> Description of the task
For the data below, tally how many lines contain "Deserialize" and answer only with that tally.

=== Exercise data ===

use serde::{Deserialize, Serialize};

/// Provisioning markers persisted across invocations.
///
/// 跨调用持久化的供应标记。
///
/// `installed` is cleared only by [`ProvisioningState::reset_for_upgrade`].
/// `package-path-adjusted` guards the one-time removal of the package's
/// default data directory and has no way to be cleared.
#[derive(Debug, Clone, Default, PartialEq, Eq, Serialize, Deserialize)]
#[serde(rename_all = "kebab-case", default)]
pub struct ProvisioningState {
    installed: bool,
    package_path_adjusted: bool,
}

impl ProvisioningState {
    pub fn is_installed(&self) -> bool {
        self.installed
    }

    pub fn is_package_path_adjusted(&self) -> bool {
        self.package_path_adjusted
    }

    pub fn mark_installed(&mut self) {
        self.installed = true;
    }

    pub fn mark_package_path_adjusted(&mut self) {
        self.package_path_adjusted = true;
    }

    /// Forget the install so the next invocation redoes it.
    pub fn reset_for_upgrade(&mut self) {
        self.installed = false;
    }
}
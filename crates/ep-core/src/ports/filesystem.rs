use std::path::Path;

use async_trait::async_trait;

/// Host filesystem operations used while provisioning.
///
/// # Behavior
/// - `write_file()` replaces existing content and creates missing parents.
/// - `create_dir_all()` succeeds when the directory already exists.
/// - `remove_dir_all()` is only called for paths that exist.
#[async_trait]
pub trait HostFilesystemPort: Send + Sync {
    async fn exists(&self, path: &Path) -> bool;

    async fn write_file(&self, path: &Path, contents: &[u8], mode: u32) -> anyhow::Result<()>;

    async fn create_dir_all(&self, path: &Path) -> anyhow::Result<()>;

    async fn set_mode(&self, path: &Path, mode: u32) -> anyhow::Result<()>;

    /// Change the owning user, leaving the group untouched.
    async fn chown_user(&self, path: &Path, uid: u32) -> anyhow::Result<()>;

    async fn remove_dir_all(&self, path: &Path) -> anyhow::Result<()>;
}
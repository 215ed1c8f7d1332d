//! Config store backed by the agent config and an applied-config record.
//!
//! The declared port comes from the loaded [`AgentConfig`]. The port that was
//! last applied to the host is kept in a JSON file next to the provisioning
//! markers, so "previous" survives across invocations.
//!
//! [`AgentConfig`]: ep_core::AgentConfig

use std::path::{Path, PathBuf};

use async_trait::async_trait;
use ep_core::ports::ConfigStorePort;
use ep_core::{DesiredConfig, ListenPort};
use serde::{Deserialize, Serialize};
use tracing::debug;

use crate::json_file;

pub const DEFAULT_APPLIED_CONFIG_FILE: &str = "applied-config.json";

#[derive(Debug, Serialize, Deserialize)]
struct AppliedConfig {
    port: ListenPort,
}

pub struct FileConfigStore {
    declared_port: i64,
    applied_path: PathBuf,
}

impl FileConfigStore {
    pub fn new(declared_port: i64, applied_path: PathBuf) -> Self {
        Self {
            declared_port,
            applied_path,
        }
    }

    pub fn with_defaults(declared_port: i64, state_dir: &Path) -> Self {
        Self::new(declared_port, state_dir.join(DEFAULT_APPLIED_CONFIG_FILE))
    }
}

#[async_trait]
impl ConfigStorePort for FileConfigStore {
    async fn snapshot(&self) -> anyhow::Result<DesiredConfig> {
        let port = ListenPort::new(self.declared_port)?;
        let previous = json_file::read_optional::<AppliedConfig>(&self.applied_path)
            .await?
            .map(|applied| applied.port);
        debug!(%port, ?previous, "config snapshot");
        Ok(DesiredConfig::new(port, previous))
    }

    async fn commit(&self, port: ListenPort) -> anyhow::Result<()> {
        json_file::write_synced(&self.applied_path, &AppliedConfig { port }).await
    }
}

===
=== Exercise data ===

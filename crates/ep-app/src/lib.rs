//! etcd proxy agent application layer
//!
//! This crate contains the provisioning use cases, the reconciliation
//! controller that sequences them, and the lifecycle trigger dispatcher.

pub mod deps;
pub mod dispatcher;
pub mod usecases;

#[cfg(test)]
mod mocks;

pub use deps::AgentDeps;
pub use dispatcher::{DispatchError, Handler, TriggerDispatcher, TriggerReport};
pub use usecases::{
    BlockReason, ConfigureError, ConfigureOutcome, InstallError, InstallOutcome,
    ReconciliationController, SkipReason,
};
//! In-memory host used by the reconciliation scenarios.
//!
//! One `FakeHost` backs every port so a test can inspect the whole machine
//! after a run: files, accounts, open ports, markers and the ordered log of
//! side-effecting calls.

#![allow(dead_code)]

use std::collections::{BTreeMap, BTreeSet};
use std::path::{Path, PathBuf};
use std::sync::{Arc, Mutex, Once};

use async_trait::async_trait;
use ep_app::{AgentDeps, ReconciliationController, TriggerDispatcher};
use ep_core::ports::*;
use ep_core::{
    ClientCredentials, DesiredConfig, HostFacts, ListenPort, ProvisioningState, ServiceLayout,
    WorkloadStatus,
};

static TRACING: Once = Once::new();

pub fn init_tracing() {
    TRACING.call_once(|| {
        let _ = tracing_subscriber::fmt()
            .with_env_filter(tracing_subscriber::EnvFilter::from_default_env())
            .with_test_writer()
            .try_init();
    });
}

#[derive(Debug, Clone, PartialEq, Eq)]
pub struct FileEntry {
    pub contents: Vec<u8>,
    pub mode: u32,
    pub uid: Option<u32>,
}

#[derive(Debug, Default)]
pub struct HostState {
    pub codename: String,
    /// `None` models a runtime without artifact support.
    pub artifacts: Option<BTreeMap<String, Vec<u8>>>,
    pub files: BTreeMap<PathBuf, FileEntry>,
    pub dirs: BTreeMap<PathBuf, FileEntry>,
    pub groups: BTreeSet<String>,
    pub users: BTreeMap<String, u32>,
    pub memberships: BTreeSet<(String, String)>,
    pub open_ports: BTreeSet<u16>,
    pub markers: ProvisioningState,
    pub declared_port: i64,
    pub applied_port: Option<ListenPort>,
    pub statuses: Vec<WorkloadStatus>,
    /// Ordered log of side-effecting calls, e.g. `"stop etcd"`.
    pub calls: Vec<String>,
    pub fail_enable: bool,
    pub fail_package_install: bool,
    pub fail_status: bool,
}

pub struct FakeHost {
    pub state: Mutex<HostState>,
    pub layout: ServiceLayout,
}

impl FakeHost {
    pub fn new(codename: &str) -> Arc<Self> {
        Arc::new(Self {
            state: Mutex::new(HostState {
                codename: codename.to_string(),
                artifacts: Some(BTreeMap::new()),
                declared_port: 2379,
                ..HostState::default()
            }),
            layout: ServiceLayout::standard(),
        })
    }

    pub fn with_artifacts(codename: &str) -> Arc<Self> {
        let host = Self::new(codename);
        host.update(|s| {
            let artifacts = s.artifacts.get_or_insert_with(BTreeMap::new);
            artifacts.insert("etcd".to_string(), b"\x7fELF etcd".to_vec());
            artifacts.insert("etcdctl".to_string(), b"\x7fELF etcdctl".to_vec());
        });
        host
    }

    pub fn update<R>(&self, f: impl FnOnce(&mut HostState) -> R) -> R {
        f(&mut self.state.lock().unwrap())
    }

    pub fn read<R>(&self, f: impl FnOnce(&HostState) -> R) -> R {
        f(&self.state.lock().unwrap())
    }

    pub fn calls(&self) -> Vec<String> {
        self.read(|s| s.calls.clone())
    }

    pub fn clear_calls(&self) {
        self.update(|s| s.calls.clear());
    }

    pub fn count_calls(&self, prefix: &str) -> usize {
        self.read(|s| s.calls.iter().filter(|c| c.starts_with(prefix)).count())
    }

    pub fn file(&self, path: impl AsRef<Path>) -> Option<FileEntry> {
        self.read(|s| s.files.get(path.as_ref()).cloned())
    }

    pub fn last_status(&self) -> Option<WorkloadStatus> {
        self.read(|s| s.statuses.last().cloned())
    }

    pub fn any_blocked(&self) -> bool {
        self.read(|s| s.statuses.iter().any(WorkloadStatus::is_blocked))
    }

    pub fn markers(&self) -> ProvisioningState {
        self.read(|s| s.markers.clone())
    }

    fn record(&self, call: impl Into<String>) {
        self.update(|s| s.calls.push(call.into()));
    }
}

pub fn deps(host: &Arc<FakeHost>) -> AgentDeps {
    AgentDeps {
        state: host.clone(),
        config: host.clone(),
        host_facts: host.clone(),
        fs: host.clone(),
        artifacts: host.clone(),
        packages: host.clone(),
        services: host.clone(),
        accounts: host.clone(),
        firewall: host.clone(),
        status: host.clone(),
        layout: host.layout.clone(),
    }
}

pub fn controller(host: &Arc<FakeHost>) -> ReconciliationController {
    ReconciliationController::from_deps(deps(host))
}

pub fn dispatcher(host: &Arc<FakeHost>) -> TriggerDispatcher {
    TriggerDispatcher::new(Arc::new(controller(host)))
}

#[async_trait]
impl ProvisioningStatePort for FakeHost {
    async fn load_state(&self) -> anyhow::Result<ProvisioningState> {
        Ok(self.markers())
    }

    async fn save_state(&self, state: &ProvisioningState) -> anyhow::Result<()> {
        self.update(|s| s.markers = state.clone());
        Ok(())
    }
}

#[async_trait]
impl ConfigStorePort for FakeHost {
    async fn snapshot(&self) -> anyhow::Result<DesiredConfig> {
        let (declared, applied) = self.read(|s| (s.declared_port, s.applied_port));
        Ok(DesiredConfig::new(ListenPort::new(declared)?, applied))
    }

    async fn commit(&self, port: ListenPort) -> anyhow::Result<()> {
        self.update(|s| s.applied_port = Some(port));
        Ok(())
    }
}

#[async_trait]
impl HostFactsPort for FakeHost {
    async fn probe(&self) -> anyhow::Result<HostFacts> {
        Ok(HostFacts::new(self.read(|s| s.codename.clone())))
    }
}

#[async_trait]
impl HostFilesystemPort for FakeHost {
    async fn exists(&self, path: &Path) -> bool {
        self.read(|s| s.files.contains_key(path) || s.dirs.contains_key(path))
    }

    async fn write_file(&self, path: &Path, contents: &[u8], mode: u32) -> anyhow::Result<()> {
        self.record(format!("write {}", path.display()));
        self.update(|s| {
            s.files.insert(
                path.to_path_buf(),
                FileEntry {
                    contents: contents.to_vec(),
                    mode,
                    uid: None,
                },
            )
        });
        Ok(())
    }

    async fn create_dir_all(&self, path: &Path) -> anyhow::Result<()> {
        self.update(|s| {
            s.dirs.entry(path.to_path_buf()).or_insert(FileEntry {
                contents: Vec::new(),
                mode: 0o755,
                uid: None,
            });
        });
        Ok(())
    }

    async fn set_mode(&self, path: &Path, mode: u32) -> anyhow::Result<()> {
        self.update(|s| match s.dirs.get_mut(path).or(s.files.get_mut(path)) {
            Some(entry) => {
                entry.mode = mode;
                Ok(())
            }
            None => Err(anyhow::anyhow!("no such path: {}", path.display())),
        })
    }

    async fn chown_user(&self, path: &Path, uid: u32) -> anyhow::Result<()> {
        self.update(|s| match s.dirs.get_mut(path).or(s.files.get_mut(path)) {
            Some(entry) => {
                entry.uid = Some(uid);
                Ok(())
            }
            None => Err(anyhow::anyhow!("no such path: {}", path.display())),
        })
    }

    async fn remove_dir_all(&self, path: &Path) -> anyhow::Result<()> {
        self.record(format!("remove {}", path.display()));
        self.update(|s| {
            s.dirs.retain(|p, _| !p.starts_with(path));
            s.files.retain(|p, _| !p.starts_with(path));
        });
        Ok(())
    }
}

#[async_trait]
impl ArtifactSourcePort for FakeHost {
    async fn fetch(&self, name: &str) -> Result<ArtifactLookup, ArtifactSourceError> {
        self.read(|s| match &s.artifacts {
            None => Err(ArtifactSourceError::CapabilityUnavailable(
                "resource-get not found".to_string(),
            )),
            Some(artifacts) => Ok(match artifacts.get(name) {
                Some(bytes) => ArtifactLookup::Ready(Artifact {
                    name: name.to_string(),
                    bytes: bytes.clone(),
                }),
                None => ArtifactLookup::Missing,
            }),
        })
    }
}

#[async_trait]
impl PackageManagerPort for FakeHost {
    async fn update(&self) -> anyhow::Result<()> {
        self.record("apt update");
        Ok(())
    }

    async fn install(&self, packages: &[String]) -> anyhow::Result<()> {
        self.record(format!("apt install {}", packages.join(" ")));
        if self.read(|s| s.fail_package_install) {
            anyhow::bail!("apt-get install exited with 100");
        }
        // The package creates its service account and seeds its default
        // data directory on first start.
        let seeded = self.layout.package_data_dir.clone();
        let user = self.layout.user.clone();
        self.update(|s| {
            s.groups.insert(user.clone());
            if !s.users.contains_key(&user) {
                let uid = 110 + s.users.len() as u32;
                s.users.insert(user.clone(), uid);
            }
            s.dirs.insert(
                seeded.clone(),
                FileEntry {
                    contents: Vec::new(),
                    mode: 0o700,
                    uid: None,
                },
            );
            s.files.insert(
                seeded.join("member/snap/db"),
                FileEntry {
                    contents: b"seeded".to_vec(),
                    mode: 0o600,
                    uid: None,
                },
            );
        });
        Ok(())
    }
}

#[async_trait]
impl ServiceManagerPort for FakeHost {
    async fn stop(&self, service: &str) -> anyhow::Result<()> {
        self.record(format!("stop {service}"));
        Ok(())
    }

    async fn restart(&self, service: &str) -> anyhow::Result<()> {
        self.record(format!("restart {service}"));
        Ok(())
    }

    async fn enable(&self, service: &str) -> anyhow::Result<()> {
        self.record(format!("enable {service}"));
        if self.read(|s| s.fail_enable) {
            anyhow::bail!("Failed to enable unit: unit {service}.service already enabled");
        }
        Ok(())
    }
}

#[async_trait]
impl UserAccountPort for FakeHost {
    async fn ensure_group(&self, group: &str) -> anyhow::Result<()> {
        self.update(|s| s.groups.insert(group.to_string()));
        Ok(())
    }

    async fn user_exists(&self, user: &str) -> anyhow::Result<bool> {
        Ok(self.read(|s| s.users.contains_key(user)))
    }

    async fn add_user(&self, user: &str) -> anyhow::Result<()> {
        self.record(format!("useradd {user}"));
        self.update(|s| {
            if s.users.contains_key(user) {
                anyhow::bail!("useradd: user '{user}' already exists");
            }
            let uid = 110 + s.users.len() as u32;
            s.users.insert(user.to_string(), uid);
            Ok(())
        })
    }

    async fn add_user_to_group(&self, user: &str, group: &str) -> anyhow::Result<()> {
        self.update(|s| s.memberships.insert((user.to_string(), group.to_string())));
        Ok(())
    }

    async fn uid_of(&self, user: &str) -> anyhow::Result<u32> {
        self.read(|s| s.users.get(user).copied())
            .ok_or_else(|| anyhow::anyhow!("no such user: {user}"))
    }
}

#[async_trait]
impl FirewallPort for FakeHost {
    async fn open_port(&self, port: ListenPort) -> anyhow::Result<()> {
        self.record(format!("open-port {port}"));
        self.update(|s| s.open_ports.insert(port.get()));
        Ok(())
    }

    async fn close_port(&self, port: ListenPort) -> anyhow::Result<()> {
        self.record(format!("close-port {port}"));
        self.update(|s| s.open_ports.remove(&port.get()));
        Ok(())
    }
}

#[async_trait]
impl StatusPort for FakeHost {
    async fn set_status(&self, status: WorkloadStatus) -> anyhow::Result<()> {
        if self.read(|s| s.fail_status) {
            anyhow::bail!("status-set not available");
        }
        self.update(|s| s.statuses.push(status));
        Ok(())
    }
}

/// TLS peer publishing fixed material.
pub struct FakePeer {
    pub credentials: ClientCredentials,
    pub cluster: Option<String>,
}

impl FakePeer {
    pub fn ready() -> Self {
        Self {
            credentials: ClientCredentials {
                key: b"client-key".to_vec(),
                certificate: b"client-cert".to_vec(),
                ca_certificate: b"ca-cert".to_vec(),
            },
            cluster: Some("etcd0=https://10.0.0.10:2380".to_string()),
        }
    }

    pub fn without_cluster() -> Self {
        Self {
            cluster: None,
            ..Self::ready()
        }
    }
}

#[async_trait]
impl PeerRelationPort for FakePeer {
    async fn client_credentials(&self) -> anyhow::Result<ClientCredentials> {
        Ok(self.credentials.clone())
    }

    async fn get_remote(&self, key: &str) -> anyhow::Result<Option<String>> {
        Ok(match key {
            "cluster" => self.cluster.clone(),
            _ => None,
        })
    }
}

===

> Written response
4